It's a huge red flag even if there is no proof of cheating. I mean, unless you do it ALL the time and they really are feeling smothered.


----------



## NextTimeAround (Dec 15, 2011)

My exH had a series of inappropriate relationships, at best, EAs at worst, with the partners of his friends.

What I noticed is that he would match their moods. Laugh at jokes that he had heard already several times. If I made the mistake of saying something to him twice, I would get the cutting "So, you told me."


----------



## arbitrator (Feb 13, 2012)

*My rich skanky XW is the consummate "cowgirl" since most of her life revolves around her horses and the family ranch. From an historical perspective, I think she always has, even back to her hourglass figure days ~ not that her figure has diminished much, if any! She could go from jeans and a t-shirt to her social finest at the drop of a hat, but I was usually always with her whenever that happened. But the FB photo of her and OM#1 at a N'awlins social event during our separation, had them both going together as "Dress Western!" And for a lardass, OM#1 actually looked somewhat classy!

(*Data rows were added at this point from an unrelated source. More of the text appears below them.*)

use async_graphql::SimpleObject;
use serde::{Deserialize, Serialize};

/// LLM judgment of how well a resume fits a job. Immutable once attached to a job.
#[derive(Debug, Clone, PartialEq, Serialize, Deserialize, SimpleObject)]
pub struct Analysis {
    /// Always within 0..=100.
    pub match_score: u8,
    pub fit_summary: String,
    pub strengths: Vec<String>,
    pub missing_skills: Vec<String>,
    pub recommendations: Vec<String>,
    /// Email body only; paragraphs separated by blank lines.
    pub application_email: String,
}

/// A saved job posting and its analysis.
#[derive(Debug, Clone, PartialEq, Serialize, Deserialize, SimpleObject)]
pub struct JobRecord {
    pub id: String,
    pub title: String,
    pub company: String,
    pub location: String,
    pub description: String,
    /// ISO-8601, set once at creation.
    pub saved_at: String,
    pub analysis: Option<Analysis>,
}

/// A job about to be stored; the store assigns the id.
#[derive(Debug, Clone, PartialEq)]
pub struct NewJob {
    pub title: String,
    pub company: String,
    pub location: String,
    pub description: String,
    pub saved_at: String,
    pub analysis: Option<Analysis>,
}

impl NewJob {
    pub fn with_id(self, id: impl Into<String>) -> JobRecord {
        JobRecord {
            id: id.into(),
            title: self.title,
            company: self.company,
            location: self.location,
            description: self.description,
            saved_at: self.saved_at,
            analysis: self.analysis,
        }
    }
}
//! Test doubles shared across module tests.

use std::sync::{Arc, Mutex};

use async_trait::async_trait;

use crate::analysis::FitAnalyzer;
use crate::llm_client::{ChatModel, LlmError};
use crate::models::{Analysis, NewJob};
use crate::state::AppState;
use crate::store::JobStore;

pub const GOOD_REPLY: &str = r#"{
    "match_score": 78,
    "fit_summary": "Solid Python experience; no Kubernetes.",
    "strengths": ["Python", "REST APIs"],
    "missing_skills": ["Kubernetes"],
    "recommendations": ["Highlight deployment work"],
    "application_email": "Dear Hiring Manager,\n\nI am writing to apply for the SWE role at Acme.\n\nBest regards,\nJane Doe"
}"#;

enum Reply {
    Text(String),
    Error(Box<dyn Fn() -> LlmError + Send + Sync>),
}

/// Canned chat model that records every prompt it receives.
pub struct FakeModel {
    reply: Reply,
    prompts: Mutex<Vec<String>>,
}

impl FakeModel {
    pub fn replying(text: &str) -> Self {
        Self {
            reply: Reply::Text(text.to_string()),
            prompts: Mutex::new(Vec::new()),
        }
    }

    pub fn failing(error: impl Fn() -> LlmError + Send + Sync + 'static) -> Self {
        Self {
            reply: Reply::Error(Box::new(error)),
            prompts: Mutex::new(Vec::new()),
        }
    }

    pub fn prompts(&self) -> Vec<String> {
        self.prompts.lock().unwrap().clone()
    }
}

#[async_trait]
impl ChatModel for FakeModel {
    async fn complete_json(&self, prompt: &str) -> Result<String, LlmError> {
        self.prompts.lock().unwrap().push(prompt.to_string());
        match &self.reply {
            Reply::Text(text) => Ok(text.clone()),
            Reply::Error(make) => Err(make()),
        }
    }
}

pub fn state_with(model: Arc<dyn ChatModel>, store: Arc<dyn JobStore>) -> AppState {
    AppState {
        analyzer: Arc::new(FitAnalyzer::new(model)),
        store,
    }
}

pub fn new_job(title: &str, saved_at: &str) -> NewJob {
    NewJob {
        title: title.to_string(),
        company: "Acme".to_string(),
        location: "Remote".to_string(),
        description: "Python required".to_string(),
        saved_at: saved_at.to_string(),
        analysis: Some(Analysis {
            match_score: 75,
            fit_summary: "Good fit".to_string(),
            strengths: vec!["Python".to_string()],
            missing_skills: vec!["Go".to_string()],
            recommendations: vec!["Learn Go".to_string()],
            application_email: "Dear Hiring Manager,\n\nHello.\n\nJane Doe".to_string(),
        }),
    }
}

Thinking back on it now, and knowing that I was largely kept out of the loop about XW's "on-the-road" infidelity, her OM#1 was pretty much just a lardass Texas guitar strummer who like her, and me for that matter, usually just dressed in jeans and a cowboy shirt. So she didn't really need to put on airs for him. He had known her for a rather long time. 

And she wore her trendy Victoria Secret's undergarments under her jeans, so that really didn't arouse my suspicions any.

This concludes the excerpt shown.